▸ Dataset entries
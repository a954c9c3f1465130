//! Progress notifications emitted while a run advances.
//!
//! The monitor's return value is the structured [`crate::MonitorReport`];
//! observers only receive narration. The CLI renders these events as console
//! lines, tests record them, and the default [`NoopObserver`] discards them.

use std::time::Duration;

use pipeline::{BuildStatus, JobError, TriggerAck, TriggerOutcome};

/// One step of a trigger-and-monitor run.
#[derive(Debug, Clone, Copy)]
pub enum MonitorEvent<'a> {
    /// The trigger call is about to be sent.
    Triggering,
    /// The server accepted the trigger call.
    Triggered(&'a TriggerAck),
    /// The trigger call failed; the run ends without polling.
    TriggerFailed(&'a JobError),
    /// Waiting for the server to register the new build.
    Settling(Duration),
    /// Poll `attempt` (1-based) of `max_attempts` is about to be sent.
    Polling { attempt: u32, max_attempts: u32 },
    /// The poll produced no usable status.
    PollInconclusive { attempt: u32, error: &'a JobError },
    /// The build is still running.
    StillBuilding { attempt: u32, status: &'a BuildStatus },
    /// The build has stopped; the run is about to end.
    BuildFinished { attempt: u32, status: &'a BuildStatus },
    /// Waiting before the next poll.
    Waiting(Duration),
    /// The run reached its outcome. Always the last event.
    Finished(&'a TriggerOutcome),
}

/// Receives [`MonitorEvent`]s in the order they happen.
pub trait MonitorObserver: Send + Sync {
    /// Called synchronously from the monitor; must not block for long.
    fn notify(&self, event: MonitorEvent<'_>);
}

/// Observer that ignores every event.
#[derive(Debug, Default, Clone, Copy)]
pub struct NoopObserver;

impl MonitorObserver for NoopObserver {
    fn notify(&self, _event: MonitorEvent<'_>) {}
}
//! Core domain for buildhook.
//!
//! This crate contains the push-event model, the remote build status model, the
//! terminal outcome of a trigger-and-monitor run, and the [`JobClient`] port
//! through which the orchestration layer talks to a CI server. Infrastructure
//! crates implement the port; they never add domain rules.
//!
//! ## Architectural Layer
//!
//! **Business logic + port definitions.** This crate has no I/O dependencies.
//! It defines *what* is needed; infrastructure crates define *how* to supply it.
//!
//! ## Module Layout
//!
//! | Module | Contents |
//! |--------|----------|
//! | [`identifiers`] | Newtype identifiers (`CommitSha`, `BuildNumber`, `TriggerRunId`, etc.) |
//! | [`types`] | Shared value types (`Timestamp`, `JobEndpoint`, `Credentials`) |
//! | [`event`] | `PushEvent` and the event builder |
//! | [`status`] | `BuildStatus` and `BuildResult` |
//! | [`outcome`] | `TriggerOutcome`, the closed set of terminal results |
//! | [`errors`] | `JobError`, the failure taxonomy of a single remote call |
//! | [`ports`] | The `JobClient` trait |

pub mod errors;
pub mod event;
pub mod identifiers;
pub mod outcome;
pub mod ports;
pub mod status;
pub mod types;

// Re-export everything at the crate root for ergonomic usage by downstream crates.
pub use errors::JobError;
pub use event::{build_push_event, Commit, Person, PushEvent, PushEventTemplate, Repository};
pub use identifiers::{BuildNumber, CommitSha, GitRef, QueueItemId, RepositoryName, TriggerRunId};
pub use outcome::{TriggerOutcome, UnresolvedCause};
pub use ports::{JobClient, TriggerAck};
pub use status::{BuildResult, BuildStatus};
pub use types::{Credentials, JobEndpoint, Timestamp};
use std::error::Error as _;
use std::time::Duration;

use async_trait::async_trait;
use pipeline::{BuildStatus, Credentials, JobClient, JobEndpoint, JobError, TriggerAck};
use reqwest::{header, Client, RequestBuilder, Response};
use thiserror::Error;
use tracing::{debug, instrument};

use crate::wire::{parse_last_build, queue_item_from_location};

/// Errors raised while constructing a [`JenkinsClient`].
#[derive(Debug, Error)]
pub enum JenkinsClientError {
    /// The underlying HTTP client could not be initialised (TLS backend
    /// failure).
    #[error("failed to build HTTP client: {0}")]
    HttpClient(#[source] reqwest::Error),
}

/// HTTP client bound to one Jenkins job.
#[derive(Debug, Clone)]
pub struct JenkinsClient {
    http: Client,
    endpoint: JobEndpoint,
    credentials: Credentials,
    timeout: Duration,
}

impl JenkinsClient {
    /// Per-request timeout used by [`JenkinsClient::new`].
    pub const DEFAULT_TIMEOUT: Duration = Duration::from_secs(10);

    /// Creates a client with the default 10 second request timeout.
    pub fn new(endpoint: JobEndpoint, credentials: Credentials) -> Result<Self, JenkinsClientError> {
        Self::with_timeout(endpoint, credentials, Self::DEFAULT_TIMEOUT)
    }

    /// Creates a client whose every request is bounded by `timeout`, from
    /// connect to the end of the response body.
    pub fn with_timeout(
        endpoint: JobEndpoint,
        credentials: Credentials,
        timeout: Duration,
    ) -> Result<Self, JenkinsClientError> {
        let http = Client::builder()
            .timeout(timeout)
            .user_agent(concat!("buildhook/", env!("CARGO_PKG_VERSION")))
            .build()
            .map_err(JenkinsClientError::HttpClient)?;

        Ok(Self {
            http,
            endpoint,
            credentials,
            timeout,
        })
    }

    /// Per-request timeout the client was built with.
    pub fn timeout(&self) -> Duration {
        self.timeout
    }

    /// URL of the trigger call.
    pub fn trigger_url(&self) -> String {
        self.endpoint.join("build")
    }

    /// URL of the status call.
    pub fn status_url(&self) -> String {
        self.endpoint.join("lastBuild/api/json")
    }

    fn authed(&self, request: RequestBuilder) -> RequestBuilder {
        request.basic_auth(&self.credentials.username, Some(&self.credentials.password))
    }

    /// Sends `request` and turns transport failures and non-2xx statuses into
    /// [`JobError`]s.
    async fn send(&self, request: RequestBuilder) -> Result<Response, JobError> {
        let response = self
            .authed(request)
            .send()
            .await
            .map_err(|e| self.transport_error(&e))?;

        let status = response.status();
        debug!(http_status = status.as_u16(), "response received");
        if !status.is_success() {
            return Err(JobError::Rejected {
                status: status.as_u16(),
            });
        }
        Ok(response)
    }

    fn transport_error(&self, error: &reqwest::Error) -> JobError {
        if error.is_timeout() {
            return JobError::Timeout {
                timeout_ms: u64::try_from(self.timeout.as_millis()).unwrap_or(u64::MAX),
            };
        }

        // reqwest's own message omits the cause ("error sending request");
        // append the source chain so "connection refused" reaches the logs.
        let mut message = error.to_string();
        let mut source = error.source();
        while let Some(cause) = source {
            message.push_str(": ");
            message.push_str(&cause.to_string());
            source = cause.source();
        }
        JobError::Transport { message }
    }
}

#[async_trait]
impl JobClient for JenkinsClient {
    #[instrument(skip(self), fields(url = %self.trigger_url()))]
    async fn trigger_job(&self) -> Result<TriggerAck, JobError> {
        let response = self.send(self.http.post(self.trigger_url())).await?;

        let queue_item = response
            .headers()
            .get(header::LOCATION)
            .and_then(|loc| loc.to_str().ok())
            .and_then(queue_item_from_location);

        Ok(TriggerAck {
            http_status: response.status().as_u16(),
            queue_item,
        })
    }

    #[instrument(skip(self), fields(url = %self.status_url()))]
    async fn fetch_status(&self) -> Result<BuildStatus, JobError> {
        let response = self
            .send(
                self.http
                    .get(self.status_url())
                    .header(header::ACCEPT, "application/json"),
            )
            .await?;

        let body = response.text().await.map_err(|e| self.transport_error(&e))?;
        parse_last_build(&body)
    }
}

▸ Task goal
Retype all the data. Nothing may be left out or altered.

▸ Response to this task
repository a954c9c3f1465130
//! Progress notifications emitted while a run advances.
//!
//! The monitor's return value is the structured [`crate::MonitorReport`];
//! observers only receive narration. The CLI renders these events as console
//! lines, tests record them, and the default [`NoopObserver`] discards them.

use std::time::Duration;

use pipeline::{BuildStatus, JobError, TriggerAck, TriggerOutcome};

/// One step of a trigger-and-monitor run.
#[derive(Debug, Clone, Copy)]
pub enum MonitorEvent<'a> {
    /// The trigger call is about to be sent.
    Triggering,
    /// The server accepted the trigger call.
    Triggered(&'a TriggerAck),
    /// The trigger call failed; the run ends without polling.
    TriggerFailed(&'a JobError),
    /// Waiting for the server to register the new build.
    Settling(Duration),
    /// Poll `attempt` (1-based) of `max_attempts` is about to be sent.
    Polling { attempt: u32, max_attempts: u32 },
    /// The poll produced no usable status.
    PollInconclusive { attempt: u32, error: &'a JobError },
    /// The build is still running.
    StillBuilding { attempt: u32, status: &'a BuildStatus },
    /// The build has stopped; the run is about to end.
    BuildFinished { attempt: u32, status: &'a BuildStatus },
    /// Waiting before the next poll.
    Waiting(Duration),
    /// The run reached its outcome. Always the last event.
    Finished(&'a TriggerOutcome),
}

/// Receives [`MonitorEvent`]s in the order they happen.
pub trait MonitorObserver: Send + Sync {
    /// Called synchronously from the monitor; must not block for long.
    fn notify(&self, event: MonitorEvent<'_>);
}

/// Observer that ignores every event.
#[derive(Debug, Default, Clone, Copy)]
pub struct NoopObserver;

impl MonitorObserver for NoopObserver {
    fn notify(&self, _event: MonitorEvent<'_>) {}
}
//! Core domain for buildhook.
//!
//! This crate contains the push-event model, the remote build status model, the
//! terminal outcome of a trigger-and-monitor run, and the [`JobClient`] port
//! through which the orchestration layer talks to a CI server. Infrastructure
//! crates implement the port; they never add domain rules.
//!
//! ## Architectural Layer
//!
//! **Business logic + port definitions.** This crate has no I/O dependencies.
//! It defines *what* is needed; infrastructure crates define *how* to supply it.
//!
//! ## Module Layout
//!
//! | Module | Contents |
//! |--------|----------|
//! | [`identifiers`] | Newtype identifiers (`CommitSha`, `BuildNumber`, `TriggerRunId`, etc.) |
//! | [`types`] | Shared value types (`Timestamp`, `JobEndpoint`, `Credentials`) |
//! | [`event`] | `PushEvent` and the event builder |
//! | [`status`] | `BuildStatus` and `BuildResult` |
//! | [`outcome`] | `TriggerOutcome`, the closed set of terminal results |
//! | [`errors`] | `JobError`, the failure taxonomy of a single remote call |
//! | [`ports`] | The `JobClient` trait |

pub mod errors;
pub mod event;
pub mod identifiers;
pub mod outcome;
pub mod ports;
pub mod status;
pub mod types;

// Re-export everything at the crate root for ergonomic usage by downstream crates.
pub use errors::JobError;
pub use event::{build_push_event, Commit, Person, PushEvent, PushEventTemplate, Repository};
pub use identifiers::{BuildNumber, CommitSha, GitRef, QueueItemId, RepositoryName, TriggerRunId};
pub use outcome::{TriggerOutcome, UnresolvedCause};
pub use ports::{JobClient, TriggerAck};
pub use status::{BuildResult, BuildStatus};
pub use types::{Credentials, JobEndpoint, Timestamp};
use std::error::Error as _;
use std::time::Duration;

use async_trait::async_trait;
use pipeline::{BuildStatus, Credentials, JobClient, JobEndpoint, JobError, TriggerAck};
use reqwest::{header, Client, RequestBuilder, Response};
use thiserror::Error;
use tracing::{debug, instrument};

use crate::wire::{parse_last_build, queue_item_from_location};

/// Errors raised while constructing a [`JenkinsClient`].
#[derive(Debug, Error)]
pub enum JenkinsClientError {
    /// The underlying HTTP client could not be initialised (TLS backend
    /// failure).
    #[error("failed to build HTTP client: {0}")]
    HttpClient(#[source] reqwest::Error),
}

/// HTTP client bound to one Jenkins job.
#[derive(Debug, Clone)]
pub struct JenkinsClient {
    http: Client,
    endpoint: JobEndpoint,
    credentials: Credentials,
    timeout: Duration,
}

impl JenkinsClient {
    /// Per-request timeout used by [`JenkinsClient::new`].
    pub const DEFAULT_TIMEOUT: Duration = Duration::from_secs(10);

    /// Creates a client with the default 10 second request timeout.
    pub fn new(endpoint: JobEndpoint, credentials: Credentials) -> Result<Self, JenkinsClientError> {
        Self::with_timeout(endpoint, credentials, Self::DEFAULT_TIMEOUT)
    }

    /// Creates a client whose every request is bounded by `timeout`, from
    /// connect to the end of the response body.
    pub fn with_timeout(
        endpoint: JobEndpoint,
        credentials: Credentials,
        timeout: Duration,
    ) -> Result<Self, JenkinsClientError> {
        let http = Client::builder()
            .timeout(timeout)
            .user_agent(concat!("buildhook/", env!("CARGO_PKG_VERSION")))
            .build()
            .map_err(JenkinsClientError::HttpClient)?;

        Ok(Self {
            http,
            endpoint,
            credentials,
            timeout,
        })
    }

    /// Per-request timeout the client was built with.
    pub fn timeout(&self) -> Duration {
        self.timeout
    }

    /// URL of the trigger call.
    pub fn trigger_url(&self) -> String {
        self.endpoint.join("build")
    }

    /// URL of the status call.
    pub fn status_url(&self) -> String {
        self.endpoint.join("lastBuild/api/json")
    }

    fn authed(&self, request: RequestBuilder) -> RequestBuilder {
        request.basic_auth(&self.credentials.username, Some(&self.credentials.password))
    }

    /// Sends `request` and turns transport failures and non-2xx statuses into
    /// [`JobError`]s.
    async fn send(&self, request: RequestBuilder) -> Result<Response, JobError> {
        let response = self
            .authed(request)
            .send()
            .await
            .map_err(|e| self.transport_error(&e))?;

        let status = response.status();
        debug!(http_status = status.as_u16(), "response received");
        if !status.is_success() {
            return Err(JobError::Rejected {
                status: status.as_u16(),
            });
        }
        Ok(response)
    }

    fn transport_error(&self, error: &reqwest::Error) -> JobError {
        if error.is_timeout() {
            return JobError::Timeout {
                timeout_ms: u64::try_from(self.timeout.as_millis()).unwrap_or(u64::MAX),
            };
        }

        // reqwest's own message omits the cause ("error sending request");
        // append the source chain so "connection refused" reaches the logs.
        let mut message = error.to_string();
        let mut source = error.source();
        while let Some(cause) = source {
            message.push_str(": ");
            message.push_str(&cause.to_string());
            source = cause.source();
        }
        JobError::Transport { message }
    }
}

#[async_trait]
impl JobClient for JenkinsClient {
    #[instrument(skip(self), fields(url = %self.trigger_url()))]
    async fn trigger_job(&self) -> Result<TriggerAck, JobError> {
        let response = self.send(self.http.post(self.trigger_url())).await?;

        let queue_item = response
            .headers()
            .get(header::LOCATION)
            .and_then(|loc| loc.to_str().ok())
            .and_then(queue_item_from_location);

        Ok(TriggerAck {
            http_status: response.status().as_u16(),
            queue_item,
        })
    }

    #[instrument(skip(self), fields(url = %self.status_url()))]
    async fn fetch_status(&self) -> Result<BuildStatus, JobError> {
        let response = self
            .send(
                self.http
                    .get(self.status_url())
                    .header(header::ACCEPT, "application/json"),
            )
            .await?;

        let body = response.text().await.map_err(|e| self.transport_error(&e))?;
        parse_last_build(&body)
    }
}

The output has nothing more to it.